From this perspective, modification of plant-cell length is an important subject of breeding studies because it directly affects tree and plant height and leaf and seed size. There are various environmental factors that determine cell length, including sun exposure, temperature, water contents, and nutrient ratios. It is not known how a plant determines its cell length in response to these environmental conditions.
AIST has been studying plant genes, particularly the transcription factors that control the actions of many genes, in order to apply them to the production of industrial materials, medicines, and food. The Chimeric REpressor Gene Silencing Technology (CRES-T) and the transcription factor library developed in these studies are being used worldwide as general-purpose tools for a variety of basic and applied transcription factor studies. In addition to the development of such general-purpose tools, AIST is also studying functions of individual transcription factors involved in various phenomena, such as plant morphology, size, and substance production. In the present study, the researchers investigated the mechanism by which plant-cell elongation is controlled.
This study was supported by a grant-in-aid for JSPS Fellows, titled "Isolation of Transcription Factors Controlling Branching, Dwarfing, and Differentiation Potency Applicable to General Crops and their Use (FY2011–2013)."
Plants control cell elongation in response to various environmental conditions, such as sun exposure, temperature, water, and nutrient ratios, and to grow into forms adapted to their environment (e.g. a sunny or a shady location).
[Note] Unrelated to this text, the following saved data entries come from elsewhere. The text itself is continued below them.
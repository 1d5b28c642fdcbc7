use corelib::{RequestId, TicketEvent};
use tokio::sync::mpsc::{self, UnboundedReceiver};

/// Read end of a ticket's event channel. There is exactly one per ticket.
///
/// `next` returns `None` once the ticket has closed its channel, which
/// always happens right after the terminal `results` or `error` event.
#[derive(Debug)]
pub struct TicketEvents {
    request_id: RequestId,
    rx: UnboundedReceiver<TicketEvent>,
}

impl TicketEvents {
    pub(crate) fn new(request_id: RequestId, rx: UnboundedReceiver<TicketEvent>) -> Self {
        Self { request_id, rx }
    }

    /// A stream that yields `event` and then ends.
    pub fn single(request_id: RequestId, event: TicketEvent) -> Self {
        let (tx, rx) = mpsc::unbounded_channel();
        let _ = tx.send(event);
        Self { request_id, rx }
    }

    pub fn request_id(&self) -> RequestId {
        self.request_id
    }

    pub async fn next(&mut self) -> Option<TicketEvent> {
        self.rx.recv().await
    }

    /// Next buffered event without waiting.
    pub fn try_next(&mut self) -> Option<TicketEvent> {
        self.rx.try_recv().ok()
    }

    /// Drain until the channel closes.
    pub async fn collect(mut self) -> Vec<TicketEvent> {
        let mut out = Vec::new();
        while let Some(ev) = self.next().await {
            out.push(ev);
        }
        out
    }
}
When, and which, cells are to be elongated is related to seasonal differences in growth (e.g. the elongation of shoots in spring) and to changes in growth over time (e.g. young plants grow vigorously, whereas old plants grow very little). In addition, plant-cell elongation is involved not only in simple growth but also in important plant functions, such as the blooming of a flower and the turning of a flower toward the light when a plant falls over (Fig. 1).
The researchers have identified three transcription factors from a model plant, Arabidopsis thaliana: PRE1 and ACE, which enhance cell elongation, and AtIBH1, which inhibits cell elongation. These three transcription factors control plant size by regulating cell elongation, without affecting the number of cells. ACE activates the expression of enzyme genes that promote cell elongation. AtIBH1 inhibits cell elongation by interacting with ACE and interfering with its function. PRE1 interacts with AtIBH1 and thus interferes with its inhibition of ACE, thus promoting cell elongation. The researchers named the mechanism of this antagonistic inhibition by ACE, AtIBH1, and PRE1 a tri-antagonistic bHLH system (Fig. 2). Similar mechanisms of antagonistic inhibition, but between only two factors, have been reported in human beings, but mechanisms of antagonistic inhibition by three factors have not been reported before in plants or animals. The tri-antagonistic system is thus a new control mechanism.
Of the three types of transcription factor that were discovered, PRE1 was abundant in stem tips and young leaves and seeds, whereas AtIBH1 was abundant in hardened stem bases, old leaves, and mature seeds. This suggests that the antagonistic inhibition by the three factors, ACE, AtIBH1, and PRE1, regulates the elongation of various cells in each growth stage of the plant.
The researchers aim to develop a technology for modifying plant height and leaf, flower, and seed size by partially enhancing or inhibiting with the functions of PRE1, AtIBH1, and ACE. They will then apply the technology to crop breeding. It is expect that manipulation of these three factors will change plant morphology, as well as its metabolism. They intend to conduct research in the effect of these factors on the metabolic system of plants.